Users identified work related benefits that show consistent patterns.
Article writers like Jim Rait like to list the main points and expand on them. When the article exceeds its limit, it is also easier to contract the copy to respond to the original main points. Other writers of books and doctoral theses like to “ map the big ideas and then hang random thoughts on appropriate branches”. At that point it is possible to switch to outline mode and flesh out the ideas with ease. One writer drafted an entire novel this way.
VisiMap also offers advantages for less literary writing, such as proposals.
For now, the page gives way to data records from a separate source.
//! Runtime settings: TOML file plus environment overrides.
//!
//! The file lives at `$XDG_CONFIG_HOME/weave/config.toml` (or
//! `~/.config/weave/config.toml`). Every key is optional. Environment
//! variables win over the file:
//!
//! | Variable            | Field          |
//! |---------------------|----------------|
//! | `APP_WS_BASE_URL`   | `ws_base_url`  |
//! | `APP_BASE_URL`      | `base_url`     |
//! | `VITE_PROXY_TARGET` | `proxy_target` |
//! | `WEAVE_TOKEN`       | `token`        |

use std::path::{Path, PathBuf};

use serde::Deserialize;
use url::Url;

use crate::error::{Error, Result};
use crate::types::{ChatMode, OtherConfig};

const CHAT_WS_PATH: &str = "/api/chat/ws";

#[derive(Debug, Clone, PartialEq, Deserialize)]
#[serde(default)]
pub struct Settings {
    /// Theme name, e.g. `"dark"` or `"catppuccin-mocha"`.
    pub theme: String,
    /// Where the web front end would be served from; stands in for the page
    /// location when resolving relative endpoints.
    pub origin: String,
    pub base_url: Option<String>,
    pub ws_base_url: Option<String>,
    pub proxy_target: Option<String>,
    pub token: Option<String>,
    pub mode: ChatMode,
    /// Directory holding the chat database and the log file.
    pub data_dir: PathBuf,
    /// Consecutive automatic "continue" prompts allowed after truncated replies.
    pub max_auto_continue: u32,
    pub backend: OtherConfig,
}

impl Default for Settings {
    fn default() -> Self {
        Self {
            theme: "catppuccin-mocha".to_owned(),
            origin: "http://localhost:3000".to_owned(),
            base_url: None,
            ws_base_url: None,
            proxy_target: None,
            token: None,
            mode: ChatMode::default(),
            data_dir: PathBuf::from(".weave"),
            max_auto_continue: 2,
            backend: OtherConfig::default(),
        }
    }
}

/// Returns the path to the weave config file.
///
/// Prefers `$XDG_CONFIG_HOME/weave/config.toml`; falls back to
/// `~/.config/weave/config.toml` when the env var is absent.
pub fn config_path() -> PathBuf {
    let base = std::env::var("XDG_CONFIG_HOME")
        .ok()
        .map(PathBuf::from)
        .or_else(|| {
            std::env::var("HOME")
                .ok()
                .map(|h| PathBuf::from(h).join(".config"))
        })
        .unwrap_or_else(|| PathBuf::from(".config"));
    base.join("weave").join("config.toml")
}

impl Settings {
    /// Reads `path`. A missing file yields the defaults.
    ///
    /// # Errors
    ///
    /// Returns [`Error::Io`] if the file exists but cannot be read, and
    /// [`Error::Config`] if it is not valid TOML for this schema.
    pub fn load(path: &Path) -> Result<Self> {
        let raw = match std::fs::read_to_string(path) {
            Ok(s) => s,
            Err(e) if e.kind() == std::io::ErrorKind::NotFound => return Ok(Self::default()),
            Err(e) => return Err(e.into()),
        };
        toml::from_str(&raw).map_err(|source| Error::Config {
            path: path.display().to_string(),
            source,
        })
    }

    /// Applies environment overrides through `lookup` (usually `std::env::var`).
    pub fn with_env(mut self, lookup: impl Fn(&str) -> Option<String>) -> Self {
        let non_empty = |key: &str| lookup(key).filter(|v| !v.is_empty());
        if let Some(v) = non_empty("APP_WS_BASE_URL") {
            self.ws_base_url = Some(v);
        }
        if let Some(v) = non_empty("APP_BASE_URL") {
            self.base_url = Some(v);
        }
        if let Some(v) = non_empty("VITE_PROXY_TARGET") {
            self.proxy_target = Some(v);
        }
        if let Some(v) = non_empty("WEAVE_TOKEN") {
            self.token = Some(v);
        }
        self
    }

    /// Absolute HTTP URL for an API `path` (which must start with `/`).
    pub fn api_url(&self, path: &str) -> String {
        let base = self
            .base_url
            .as_deref()
            .filter(|b| !b.is_empty())
            .unwrap_or(&self.origin);
        format!("{}{}", base.trim_end_matches('/'), path)
    }

    /// Resolves the chat websocket endpoint, including the auth token.
    pub fn chat_ws_url(&self) -> String {
        let backend_base = self
            .base_url
            .as_deref()
            .or(self.ws_base_url.as_deref())
            .or(self.proxy_target.as_deref())
            .filter(|b| !b.is_empty());

        let configured = if let Some(ws) = self.ws_base_url.as_deref().filter(|b| !b.is_empty()) {
            ws.to_owned()
        } else if let Some(base) = backend_base {
            format!("{}{}", base.strip_suffix('/').unwrap_or(base), CHAT_WS_PATH)
        } else {
            self.api_url(CHAT_WS_PATH)
        };

        let resolved = self.resolve_absolute(&configured);
        match self.token.as_deref().filter(|t| !t.is_empty()) {
            Some(token) => with_token(&resolved, token),
            None => resolved,
        }
    }

    /// Turns `target` into an absolute `ws:`/`wss:` URL.
    fn resolve_absolute(&self, target: &str) -> String {
        if target.starts_with("ws") {
            return target.to_owned();
        }
        if let Some(rest) = target.strip_prefix("http") {
            return format!("ws{rest}");
        }
        let secure = self.origin.starts_with("https:");
        let protocol = if secure { "wss:" } else { "ws:" };
        let host = Url::parse(&self.origin)
            .ok()
            .and_then(|u| {
                u.host_str().map(|h| match u.port() {
                    Some(p) => format!("{h}:{p}"),
                    None => h.to_owned(),
                })
            })
            .unwrap_or_else(|| "localhost".to_owned());
        let normalized = if target.starts_with('/') {
            target.to_owned()
        } else {
            format!("/{target}")
        };
        format!("{protocol}//{host}{normalized}")
    }
}

/// Sets the `token` query parameter, replacing any existing one.
///
/// Falls back to the unmodified URL when it does not parse.
fn with_token(resolved: &str, token: &str) -> String {
    match Url::parse(resolved) {
        Ok(mut url) => {
            let kept: Vec<(String, String)> = url
                .query_pairs()
                .filter(|(k, _)| k != "token")
                .map(|(k, v)| (k.into_owned(), v.into_owned()))
                .collect();
            {
                let mut pairs = url.query_pairs_mut();
                pairs.clear();
                for (k, v) in &kept {
                    pairs.append_pair(k, v);
                }
                pairs.append_pair("token", token);
            }
            url.to_string()
        }
        Err(e) => {
            tracing::warn!(url = resolved, error = %e, "websocket url did not parse; token not attached");
            resolved.to_owned()
        }
    }
}
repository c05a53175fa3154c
//! Central UI state for weave.
//!
//! Pure state read by the renderer and mutated by the keybinding dispatcher.
//! Conversation data lives in `weave_core::ChatSession`; this module only
//! tracks what the terminal shows: mode, input line, scroll position,
//! overlays, toasts.

use std::time::{Duration, Instant};

use ratatui::widgets::ListState;
use weave_core::diff::DiffRow;
use weave_core::merge::ConflictBlock;
use weave_core::types::{ChatSummary, ModalKind, Notice, NoticeLevel};

/// How long a manual scroll suspends following new output.
pub const SCROLL_COOLDOWN: Duration = Duration::from_secs(3);

/// How long a toast stays on screen.
pub const TOAST_TTL: Duration = Duration::from_secs(4);

/// Which keybinding set is active.
#[derive(Debug, Default, Clone, Copy, PartialEq, Eq)]
pub enum Mode {
    /// Typing into the input line (default).
    #[default]
    Input,
    HelpOverlay,
    ChatList,
    Diff,
    Merge,
    /// Quota or login prompt; any key dismisses it.
    Modal,
}

/// Chat panel scroll position with auto-follow.
///
/// New content keeps the view pinned to the bottom unless the user scrolled
/// within the last [`SCROLL_COOLDOWN`].
#[derive(Debug, Default, Clone)]
pub struct ChatScroll {
    /// First visible line.
    pub offset: usize,
    /// Largest offset seen by the last [`ChatScroll::resolve`].
    bottom: usize,
    last_manual: Option<Instant>,
}

impl ChatScroll {
    pub fn scroll_up(&mut self, lines: usize, now: Instant) {
        self.offset = self.offset.saturating_sub(lines);
        self.last_manual = Some(now);
    }

    /// Reaching the bottom resumes following right away.
    pub fn scroll_down(&mut self, lines: usize, now: Instant) {
        self.offset = self.offset.saturating_add(lines);
        if self.offset >= self.bottom {
            self.offset = self.bottom;
            self.follow();
        } else {
            self.last_manual = Some(now);
        }
    }

    /// Drops the cooldown so the next frame snaps to the bottom.
    pub fn follow(&mut self) {
        self.last_manual = None;
    }

    pub fn is_following(&self, now: Instant) -> bool {
        self.last_manual
            .is_none_or(|t| now.saturating_duration_since(t) >= SCROLL_COOLDOWN)
    }

    /// Clamps the offset for a frame with `total` lines and `viewport` rows,
    /// pinning to the bottom while following.
    pub fn resolve(&mut self, total: usize, viewport: usize, now: Instant) -> usize {
        let max = total.saturating_sub(viewport);
        self.bottom = max;
        self.offset = if self.is_following(now) { max } else { self.offset.min(max) };
        self.offset
    }
}

#[derive(Debug, Clone)]
pub struct Toast {
    pub level: NoticeLevel,
    pub text: String,
    pub shown_at: Instant,
}

/// Side-by-side diff overlay.
#[derive(Debug, Clone)]
pub struct DiffView {
    pub path: String,
    pub rows: Vec<DiffRow>,
    pub scroll: usize,
}

/// Merge overlay contents, refreshed after each apply.
#[derive(Debug, Clone)]
pub struct MergeView {
    /// Workspace file the result will be written to.
    pub path: String,
    pub original: String,
    pub modified: String,
    pub blocks: Vec<ConflictBlock>,
    pub result: String,
    /// Block the `h`/`l` keys apply.
    pub selected: usize,
}

pub struct AppState {
    pub mode: Mode,
    pub input: String,
    pub chat_scroll: ChatScroll,
    pub chat_viewport_height: u16,
    pub help_scroll: u16,

    pub toasts: Vec<Toast>,
    pub modal: Option<ModalKind>,

    pub chats: Vec<ChatSummary>,
    pub chat_list_state: ListState,

    pub diff: Option<DiffView>,
    pub merge: Option<MergeView>,
}

impl Default for AppState {
    fn default() -> Self {
        Self {
            mode: Mode::default(),
            input: String::new(),
            chat_scroll: ChatScroll::default(),
            chat_viewport_height: 0,
            help_scroll: 0,
            toasts: Vec::new(),
            modal: None,
            chats: Vec::new(),
            chat_list_state: ListState::default(),
            diff: None,
            merge: None,
        }
    }
}

impl AppState {
    /// Turns core notices into toasts or the modal prompt.
    pub fn push_notices(&mut self, notices: Vec<Notice>, now: Instant) {
        for notice in notices {
            match notice {
                Notice::Toast { level, text } => self.toasts.push(Toast { level, text, shown_at: now }),
                Notice::Modal(kind) => {
                    self.modal = Some(kind);
                    self.mode = Mode::Modal;
                }
            }
        }
    }

    pub fn toast(&mut self, notice: Notice) {
        self.push_notices(vec![notice], Instant::now());
    }

    pub fn expire_toasts(&mut self, now: Instant) {
        self.toasts
            .retain(|t| now.saturating_duration_since(t.shown_at) < TOAST_TTL);
    }

    pub fn open_chat_list(&mut self, chats: Vec<ChatSummary>) {
        self.chat_list_state
            .select(if chats.is_empty() { None } else { Some(0) });
        self.chats = chats;
        self.mode = Mode::ChatList;
    }

    pub fn selected_chat(&self) -> Option<&ChatSummary> {
        self.chat_list_state.selected().and_then(|i| self.chats.get(i))
    }

    pub fn open_diff(&mut self, path: &str, rows: Vec<DiffRow>) {
        self.diff = Some(DiffView { path: path.to_owned(), rows, scroll: 0 });
        self.mode = Mode::Diff;
    }

    pub fn close_overlay(&mut self) {
        self.diff = None;
        self.merge = None;
        self.modal = None;
        self.mode = Mode::Input;
    }

    pub fn scroll_diff(&mut self, down: bool, lines: usize) {
        if let Some(diff) = self.diff.as_mut() {
            diff.scroll = if down {
                (diff.scroll + lines).min(diff.rows.len().saturating_sub(1))
            } else {
                diff.scroll.saturating_sub(lines)
            };
        }
    }

    /// Moves the merge block cursor, clamped to the known blocks.
    pub fn select_merge_block(&mut self, down: bool) {
        if let Some(merge) = self.merge.as_mut() {
            let last = merge.blocks.len().saturating_sub(1);
            merge.selected = if down {
                (merge.selected + 1).min(last)
            } else {
                merge.selected.saturating_sub(1)
            };
        }
    }
}

#[cfg(test)]
mod tests {
    use super::*;

    #[test]
    fn follows_until_manual_scroll_then_resumes_after_cooldown() {
        let start = Instant::now();
        let mut scroll = ChatScroll::default();
        assert_eq!(scroll.resolve(100, 20, start), 80);

        scroll.scroll_up(30, start);
        assert_eq!(scroll.resolve(120, 20, start + Duration::from_secs(1)), 50);

        let later = start + SCROLL_COOLDOWN + Duration::from_millis(1);
        assert_eq!(scroll.resolve(120, 20, later), 100);
    }

    #[test]
    fn scrolling_back_to_bottom_resumes_following() {
        let start = Instant::now();
        let mut scroll = ChatScroll::default();
        scroll.resolve(100, 20, start);

        scroll.scroll_up(5, start);
        scroll.scroll_down(2, start);
        assert!(!scroll.is_following(start));
        assert_eq!(scroll.resolve(100, 20, start), 77);

        scroll.scroll_down(10, start);
        assert!(scroll.is_following(start));
        assert_eq!(scroll.resolve(130, 20, start), 110);
    }

    #[test]
    fn short_conversations_stay_at_top() {
        let mut scroll = ChatScroll::default();
        assert_eq!(scroll.resolve(5, 20, Instant::now()), 0);
    }

    #[test]
    fn follow_cancels_cooldown() {
        let now = Instant::now();
        let mut scroll = ChatScroll::default();
        scroll.scroll_up(1, now);
        assert!(!scroll.is_following(now));
        scroll.follow();
        assert!(scroll.is_following(now));
    }

    #[test]
    fn modal_notice_switches_mode_and_toasts_expire() {
        let now = Instant::now();
        let mut state = AppState::default();
        state.push_notices(
            vec![Notice::error("Quota not enough"), Notice::Modal(ModalKind::QuotaLimit)],
            now,
        );
        assert_eq!(state.mode, Mode::Modal);
        assert_eq!(state.modal, Some(ModalKind::QuotaLimit));
        assert_eq!(state.toasts.len(), 1);

        state.expire_toasts(now + TOAST_TTL);
        assert!(state.toasts.is_empty());
    }

    #[test]
    fn chat_list_selects_first_row() {
        let mut state = AppState::default();
        state.open_chat_list(vec![ChatSummary { id: "a".into(), title: "A".into(), updated_at: 0 }]);
        assert_eq!(state.mode, Mode::ChatList);
        assert_eq!(state.selected_chat().map(|c| c.id.as_str()), Some("a"));

        state.open_chat_list(Vec::new());
        assert!(state.selected_chat().is_none());
    }
}
pub mod frame_scaler;
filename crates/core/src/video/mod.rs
pub mod domain;
pub mod infrastructure;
“I can check that the proposal contains the essential information and that it focuses on and directly responds to client needs”, a respondent observes. There is an excellent chance he got the job. Roy Strodl, a skills development consultant, has written a number of articles and contributed to various planning textbooks, all of which were outlined and then the first draft was written using VisiMap. He says, “I love the ability of being able to move the structure of the document around, which is very hard to do once the document is in Word”. Neil Botten, managing consultant at NAB Associates, and principal lecturer in strategic management at Westminster Business School says “VisiMap has been invaluable in mapping out a number of books and other publications prior to writing fairly large commissions for my publishers.”
Speech writing is a related use. “It’s easy to build a structure and change it easily,” one user said. A parish priest has to preach on assigned readings; he looks carefully for common themes, identifies three key ones and expands upon them. One senses that his listeners will hear something coherent that they can take away. “As an occasional speaker at public conferences, I have found VisiMap invaluable in ordering and organizing the content of a piece,” said Ray Currie, of Towerhouse Training Limited. “Not only does it summarize and link the content that I have identified to date, but it also prompts memory and imagination.” His contention is borne out by recent brain research.
When the map is completed it also provides an interface for a speech or address, – a better tool than a text for a speaker who knows his content and can make eye contact with his audience rather than bury his face in a printed sheet. One user summarizes it well by noting VisiMap’s ability to “shape communication”.